All day prior to the reading I had been with Marie as she interacted with our writing students, and there was something that happened to them in her presence I can hardly describe. From off to the side I saw how they opened up to her as she opened up to them, how attentively, hungrily they listened to her, how stories she told them lit up in their eyes. She also listened to them, and I watched them become both braver and more vulnerable in her presence, and there was a dramatic authenticity in the comments and questions and confidences that were shared. Based on what I saw, and on the affection I felt on all sides, I figured Marie would do the right thing, and I encouraged her to read the poem if she thought her audience was ready to receive it as the gift I am confident she meant it to be.

During the sound check before the reading Marie insisted the lighting in the chapel had to be such that she could see her audience, and I understand this. Her rapport with her audience at the reading, which was men and women of all ages, but more women than men, was like what I had seen in the classrooms, and after she had read a few poems, including “Magdalene—The Seven Devils,” she put it to her listeners, did they want the whole story? and they told her they did, and she read “On Men, Their Bodies,” and an amazing thing happened.

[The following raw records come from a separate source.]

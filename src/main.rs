//! smartsentry daemon entry point
//!
//! Preflights privileges and smartmontools, loads the layered configuration,
//! wires the scan engine to its collaborators, and runs the cadence loop
//! until shutdown. One-shot modes (`--check`, `--list`) perform a single
//! cycle synchronously and exit without starting background work.

use std::path::PathBuf;
use std::process::ExitCode;
use std::sync::Arc;

use clap::Parser;
use tracing::{error, info, warn, Level};
use tracing_subscriber::{fmt, prelude::*, EnvFilter};

use smartsentry::engine::enumerate::SysfsEnumerator;
use smartsentry::engine::{EngineConfig, ScanEngine};
use smartsentry::{
    HistoryLogger, LifecycleLog, Settings, SmartctlReader, TempExtremes, UnmountExecutor,
};

/// Exit code for configuration errors
const EXIT_CONFIG: u8 = 2;
/// Exit code when root privileges are missing
const EXIT_NOT_ROOT: u8 = 3;
/// Exit code when smartmontools is not installed
const EXIT_NO_SMARTCTL: u8 = 4;

// =============================================================================
// CLI Arguments
// =============================================================================

/// smartsentry - SMART disk health monitoring daemon
#[derive(Parser, Debug)]
#[command(author, version, about, long_about = None)]
struct Args {
    /// Explicit configuration file (default: /etc/smartsentry/settings.json,
    /// then ~/.smartsentry/settings.json)
    #[arg(long, env = "SMARTSENTRY_CONFIG")]
    config: Option<PathBuf>,

    /// State directory for history, events and temperature extremes
    #[arg(long, env = "SMARTSENTRY_STATE_DIR")]
    state_dir: Option<PathBuf>,

    /// Run one synchronous scan cycle, print the snapshot as JSON, and exit
    #[arg(long)]
    check: bool,

    /// List detected block devices and exit
    #[arg(long)]
    list: bool,

    /// Log level (trace, debug, info, warn, error)
    #[arg(long, env = "LOG_LEVEL", default_value = "info")]
    log_level: String,

    /// Output logs as JSON
    #[arg(long, env = "LOG_JSON")]
    log_json: bool,
}

// =============================================================================
// Main
// =============================================================================

#[tokio::main]
async fn main() -> ExitCode {
    let args = Args::parse();
    init_logging(&args);

    if args.list {
        return list_devices().await;
    }

    // Raw SMART reads require root.
    if unsafe { libc::geteuid() } != 0 {
        error!("smartsentry needs root privileges to read SMART data");
        return ExitCode::from(EXIT_NOT_ROOT);
    }

    if !SmartctlReader::is_available() {
        error!("smartctl not found; install smartmontools");
        return ExitCode::from(EXIT_NO_SMARTCTL);
    }

    // An explicitly named configuration file must be usable; the default
    // chain falls back to defaults (and PASSIVE mode) on any problem.
    let settings = match &args.config {
        Some(path) => match Settings::load_from(path) {
            Ok(settings) => settings,
            Err(e) => {
                error!(error = %e, "cannot load configuration");
                return ExitCode::from(EXIT_CONFIG);
            }
        },
        None => Settings::load(),
    };

    let state_dir = args.state_dir.clone().unwrap_or_else(default_state_dir);
    let engine = build_engine(&settings, &state_dir);

    if args.check {
        return check_once(&engine).await;
    }

    info!("starting smartsentry {}", smartsentry::VERSION);
    info!("  polling interval: {:?}", settings.polling_interval());
    info!("  emergency unmount mode: {}", settings.emergency_unmount.mode);
    info!("  gdc enabled: {}", settings.gdc.enabled);
    info!("  state dir: {}", state_dir.display());

    let (shutdown_tx, shutdown_rx) = tokio::sync::watch::channel(false);
    let runner = {
        let engine = engine.clone();
        tokio::spawn(async move { engine.run(shutdown_rx).await })
    };

    match tokio::signal::ctrl_c().await {
        Ok(()) => info!("shutdown signal received"),
        Err(e) => warn!(error = %e, "signal handler failed, shutting down"),
    }
    let _ = shutdown_tx.send(true);
    if let Err(e) = runner.await {
        warn!(error = %e, "scan engine task ended abnormally");
    }

    info!("smartsentry shutdown complete");
    ExitCode::SUCCESS
}

// =============================================================================
// Wiring
// =============================================================================

fn build_engine(settings: &Settings, state_dir: &std::path::Path) -> ScanEngine {
    let config = EngineConfig::from_settings(settings);
    let deadline = config.smart_deadline;
    ScanEngine::new(
        config,
        Arc::new(SmartctlReader::new(deadline)),
        Arc::new(SysfsEnumerator::new()),
        Arc::new(HistoryLogger::new(
            state_dir.join("history"),
            settings.logging.retention_size_kb,
        )),
        Arc::new(LifecycleLog::new(state_dir.join("events"))),
        Arc::new(TempExtremes::new(state_dir.join("temp_extremes"))),
        Arc::new(UnmountExecutor::new(
            settings.emergency_unmount.mode,
            settings.unmount_cooldown(),
        )),
    )
}

fn default_state_dir() -> PathBuf {
    std::env::var_os("HOME")
        .map(|home| PathBuf::from(home).join(".smartsentry"))
        .unwrap_or_else(|| PathBuf::from("/var/lib/smartsentry"))
}

// =============================================================================
// One-Shot Modes
// =============================================================================

async fn check_once(engine: &ScanEngine) -> ExitCode {
    let snapshot = engine.check_health_once().await;
    match serde_json::to_string_pretty(&snapshot) {
        Ok(json) => {
            println!("{json}");
            ExitCode::SUCCESS
        }
        Err(e) => {
            error!(error = %e, "failed to serialize snapshot");
            ExitCode::FAILURE
        }
    }
}

async fn list_devices() -> ExitCode {
    use smartsentry::engine::enumerate::DeviceEnumerator;

    let enumerator = SysfsEnumerator::new();
    match enumerator.enumerate().await {
        Ok(devices) => {
            for device in devices {
                let capacity = device
                    .capacity_bytes
                    .map(|b| format!("{:.1} GB", b as f64 / 1e9))
                    .unwrap_or_else(|| "unknown size".to_string());
                let kind = match device.rotational {
                    Some(true) => "HDD",
                    Some(false) => "SSD",
                    None => "disk",
                };
                println!("{}\t{}\t{}\t{}", device.os_name, device.bus, kind, capacity);
            }
            ExitCode::SUCCESS
        }
        Err(e) => {
            error!(error = %e, "device enumeration failed");
            ExitCode::FAILURE
        }
    }
}

// =============================================================================
// Logging Setup
// =============================================================================

fn init_logging(args: &Args) {
    let level = match args.log_level.to_lowercase().as_str() {
        "trace" => Level::TRACE,
        "debug" => Level::DEBUG,
        "info" => Level::INFO,
        "warn" => Level::WARN,
        "error" => Level::ERROR,
        _ => Level::INFO,
    };

    let filter = EnvFilter::from_default_env().add_directive(level.into());

    if args.log_json {
        tracing_subscriber::registry()
            .with(filter)
            .with(fmt::layer().json())
            .init();
    } else {
        tracing_subscriber::registry()
            .with(filter)
            .with(fmt::layer().with_target(true))
            .init();
    }
}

I was in the second row, behind a group of middle-aged women who turned out to be the book club of a friend and colleague from Chesterton, Indiana, a little town near Lake Michigan and the steel mills. As Marie began to read, you could hear the chapel go quieter. You might have heard my heart as it began to beat louder and faster. Not too long into Marie’s reading of the poem, those ladies in front of me began to giggle, and then to laugh, which gave the rest of us permission to laugh, to relax and let the poem do its good work, and give us its good news. Their laughter was like a benediction they conferred upon the poem, upon Marie, upon all of us there, those middle-aged ladies enjoying heartily their first penis monologue, the best, most human and holy they will ever hear.

In the book that poem more than any other has the function of opening up and airing out all the rooms of a lovely mansion of poems. Perhaps Howe learned how to do this from Walt Whitman, whose spirit is in residence often in this book, especially in the second to the last poem, one of my favorites. After “On Men, Their Bodies,” Magdalene can say anything, which is key to her ongoing exorcism, key to becoming healthy and whole and sane again, to trust herself to love again, to see, to write, to forgive herself and others.

There is so much more to leave for other reviewers to comment on, especially the poems of the second half of the book where the disordered desire becomes not only ordered but sanctified in Magdalene’s unexpected motherhood. If you desire to read some of the finest poems written in our time about a mother and her daughter, go get a copy of Magdalene. But you have to read the first half to understand what a gift from God grace is and Grace was. Lutherans believe grace is unmerited, a gift better than we deserve. That’s how I read Magdalene, with great gratitude.

John Ruff has had poems published in Seneca Review, Poetry Northwest, River City, and elsewhere. He is a Professor of English at Valparaiso University.